> _Work task_: Go through the data below and count every line that has the word "metrics". Return only the count.

Data records

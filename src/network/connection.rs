//! Connection - serves RPCs arriving on one TCP stream.
//!
//! Requests are answered strictly in order; a connection may carry any
//! number of request/reply pairs. [`dispatch`] maps each typed request onto
//! the matching [`ReplicaNode`] method.

use crate::metrics;
use crate::node::ReplicaNode;
use crate::telemetry::{OperationTimer, spans};
use dynamo_proto::{JsonLinesCodec, ProtocolError, Reply, Request, Response, RpcError};
use futures_util::{SinkExt, StreamExt};
use std::net::SocketAddr;
use std::sync::Arc;
use tokio::net::TcpStream;
use tokio_util::codec::Framed;
use tracing::{Instrument, debug, warn};

pub struct Connection {
    stream: TcpStream,
    addr: SocketAddr,
    node: Arc<ReplicaNode>,
}

impl Connection {
    pub fn new(stream: TcpStream, addr: SocketAddr, node: Arc<ReplicaNode>) -> Self {
        Self { stream, addr, node }
    }

    /// Answer requests until the peer hangs up or sends garbage.
    pub async fn run(self) -> Result<(), ProtocolError> {
        let addr = self.addr;
        let mut framed = Framed::new(self.stream, JsonLinesCodec::<Request, Reply>::new());

        while let Some(frame) = framed.next().await {
            match frame {
                Ok(request) => {
                    let reply = dispatch(&self.node, request).await;
                    framed.send(reply).await?;
                }
                Err(ProtocolError::Io(e)) => return Err(ProtocolError::Io(e)),
                Err(e) => {
                    warn!(%addr, error = %e, "Malformed RPC frame");
                    framed.send(Err(RpcError::BadRequest(e.to_string()))).await?;
                    return Ok(());
                }
            }
        }
        debug!(%addr, "RPC connection closed");
        Ok(())
    }
}

/// Execute one request against `node`.
pub async fn dispatch(node: &ReplicaNode, request: Request) -> Reply {
    let method = request.method();
    let _timer = OperationTimer::new(method);

    let reply = async {
        match request {
            Request::Put {
                key,
                context,
                value,
            } => node.put(&key, context, value).await.map(|_| Response::Put(true)),
            Request::Get { key } => node.get(&key).await.map(Response::Get),
            Request::SPut { key, entries } => node.s_put(&key, &entries).await.map(Response::SPut),
            Request::SGet { key } => node.s_get(&key).await.map(Response::SGet),
            Request::SGossip { store } => node.s_gossip(&store).await.map(|()| Response::SGossip),
            Request::Gossip => node.gossip().await.map(|_| Response::Gossip),
            Request::Crash { seconds } => node.crash(seconds).map(Response::Crash),
            Request::SendPreferenceList { nodes } => {
                node.send_preference_list(nodes);
                Ok(Response::SendPreferenceList)
            }
        }
    }
    .instrument(spans::rpc(node.node_id(), method))
    .await;

    match &reply {
        Ok(_) => metrics::record_request(method, "ok"),
        Err(e) => metrics::record_request(method, e.error_code()),
    }
    reply.map_err(RpcError::from)
}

> _Response to this task_: 3